Resolving a split between the United States Courts of Appeals for the Sixth Circuit and Seventh Circuit, the Supreme Court of the United States held that 18 U.S.C. § 1014 criminalizes only “false” statements, not ones that are “misleading” but true, i.e., not false. 

Background

Patrick Thompson obtained three loans totaling $219,000 from Washington Federal Bank for Savings. One loan was for $110,000, and the other two were for $20,000 and $89,000. The proceeds of the $110,000 were used for an equity contribution to a law firm. 

The bank subsequently failed, so the Federal Deposit Insurance Corporation (“FDIC”) became responsible for collecting on the outstanding loans. Planet Home Lending—acting as FDIC’s loan servicer—sent an invoice for the loan amounts plus interest totaling $269,120.58 to Thompson. On February 23, 2018, he called customer service and advised that he had “no idea where the 269 number comes from” and stated that “I borrowed the money, I owe the money—but I borrowed … I think it was $110,000.” He claimed a “discrepancy,” which Planet Home Lending agreed to research. 

On March 1, 2018, two FDIC contractors contacted Thompson by telephone. During the conversation, Thompson reportedly stated that he borrowed the $110,000 for home improvements. The FDIC eventually agreed to settle Thompson’s total outstanding debt for just the principal amount of the three outstanding loans, i.e., $219,000. 

The Government charged Thompson with two counts of violating 18 U.S.C. § 1014, which prohibits “knowingly mak[ing] any false statement or report … for purposes of influencing in any way the action of … the Federal Deposit Insurance Corporation … upon any … loan.” Count 1 alleged that on the February 23 phone call, Thompson “falsely stated he only owed … $110,000 to [the Bank] and that any higher amount was incorrect, when [he] knew he had received $219,000.” Count 2 alleged that on the March 1 phone call, he “falsely stated that he only owed $110,000 to [the Bank], that any higher amount was incorrect, and that these funds were for home improvement, when [he] then knew had received $219,000 from [the Bank] and the $110,000 was paid to a law firm as [his] capital contribution.” 

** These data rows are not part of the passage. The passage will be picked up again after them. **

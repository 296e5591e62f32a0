//! Almacenamiento de archivos en disco
//!
//! Los recibos se guardan como archivos planos nombrados por su `storage_id`.

use std::io::ErrorKind;
use std::path::{Path, PathBuf};

use tracing::debug;
use uuid::Uuid;

use crate::utils::errors::{AppError, AppResult};

#[derive(Debug, Clone)]
pub struct LocalBlobStore {
    root: PathBuf,
}

impl LocalBlobStore {
    /// Crear el directorio raíz si no existe
    pub async fn open(root: impl AsRef<Path>) -> AppResult<Self> {
        let root = root.as_ref().to_path_buf();
        tokio::fs::create_dir_all(&root).await?;
        Ok(Self { root })
    }

    fn path_for(&self, storage_id: Uuid) -> PathBuf {
        self.root.join(format!("{}.bin", storage_id))
    }

    pub async fn put(&self, bytes: &[u8]) -> AppResult<Uuid> {
        let storage_id = Uuid::new_v4();
        tokio::fs::write(self.path_for(storage_id), bytes).await?;
        debug!("💾 Blob {} guardado ({} bytes)", storage_id, bytes.len());
        Ok(storage_id)
    }

    pub async fn read(&self, storage_id: Uuid) -> AppResult<Vec<u8>> {
        match tokio::fs::read(self.path_for(storage_id)).await {
            Ok(bytes) => Ok(bytes),
            Err(e) if e.kind() == ErrorKind::NotFound => {
                Err(AppError::NotFound("File not found".to_string()))
            }
            Err(e) => Err(e.into()),
        }
    }

    /// Borrar un blob; no falla si ya no existe
    pub async fn delete(&self, storage_id: Uuid) -> AppResult<()> {
        match tokio::fs::remove_file(self.path_for(storage_id)).await {
            Ok(()) => Ok(()),
            Err(e) if e.kind() == ErrorKind::NotFound => Ok(()),
            Err(e) => Err(e.into()),
        }
    }

    pub async fn exists(&self, storage_id: Uuid) -> bool {
        tokio::fs::try_exists(self.path_for(storage_id))
            .await
            .unwrap_or(false)
    }
}

#[cfg(test)]
mod tests {
    use super::*;

    #[tokio::test]
    async fn test_put_read_delete() {
        let dir = tempfile::tempdir().unwrap();
        let store = LocalBlobStore::open(dir.path().join("blobs")).await.unwrap();

        let id = store.put(b"%PDF-1.4").await.unwrap();
        assert!(store.exists(id).await);
        assert_eq!(store.read(id).await.unwrap(), b"%PDF-1.4");

        store.delete(id).await.unwrap();
        assert!(!store.exists(id).await);
        assert!(matches!(store.read(id).await, Err(AppError::NotFound(_))));
        store.delete(id).await.unwrap();
    }
}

The jury convicted Thompson on both counts. He moved for an acquittal or a new trial, arguing that a “conviction for false statements cannot be sustained where, as here, the alleged statements are literally true, even if misleading.” That is, he noted that his statements about the $110,000 loan were literally true despite the fact that he subsequently obtained two additional loans. 

The U.S. District Court for the Northern District of Illinois denied the motion, explaining that the Seventh Circuit does not require literal falsity in § 1014 cases. United States v. Freed, 921 F.3d 716 (7th Cir. 2019). The District Court commented that the argument might be successful in the Sixth Circuit, which has ruled that a § 1014 conviction cannot be based on material omissions or implied misrepresentations. United States v. Kurlemann, 736 F.3d 439 (6th Cir. 2013). Nevertheless, the District Court stated that Thompson failed to cite a Seventh Circuit or Supreme Court case holding that a § 1014 conviction requires a literally false statement. Consequently, the District Court rejected his argument and denied the motion. 

The Seventh Circuit affirmed, stating it had “already decided [in Freed] that § 1014 criminalizes misleading representations.” It acknowledged the Sixth Circuit’s conclusion in Kurlemann but stated that it is bound to follow Seventh Circuit precedent. 

The Supreme Court granted certiorari to answer the question of whether § 1014 criminalizes statements that are misleading but not false. 

Analysis

The Court began its analysis by observing the text of § 1014 provides that “knowingly mak[ing] any false statement or report” is a crime. Importantly, the statute does not use the term “misleading,” which is separate and distinct from “false,” according to the Court. In stating the obvious, the Court noted that a misleading statement can be true, see Peel v. Attorney Registration and Disciplinary Comm’n of Ill., 496 U.S. 91 (1990), and a true statement is not false, see Victor v. Nebraska, 511 U.S. 1 (1994). As such, some misleading statements are not false, and it is also the case that some misleading statements are true.

The Court stated that “it is significant that the statute uses only the word ‘false’” because “a statement that is misleading but true is by definition not a ‘false statement.’” It explained that the inclusion of the word “any” before “false statement” does not alter the result because that still does not “cover all misleading statements, because the statement must still be false.” See Brogan v. United States, 522 U.S. 398 (1998). 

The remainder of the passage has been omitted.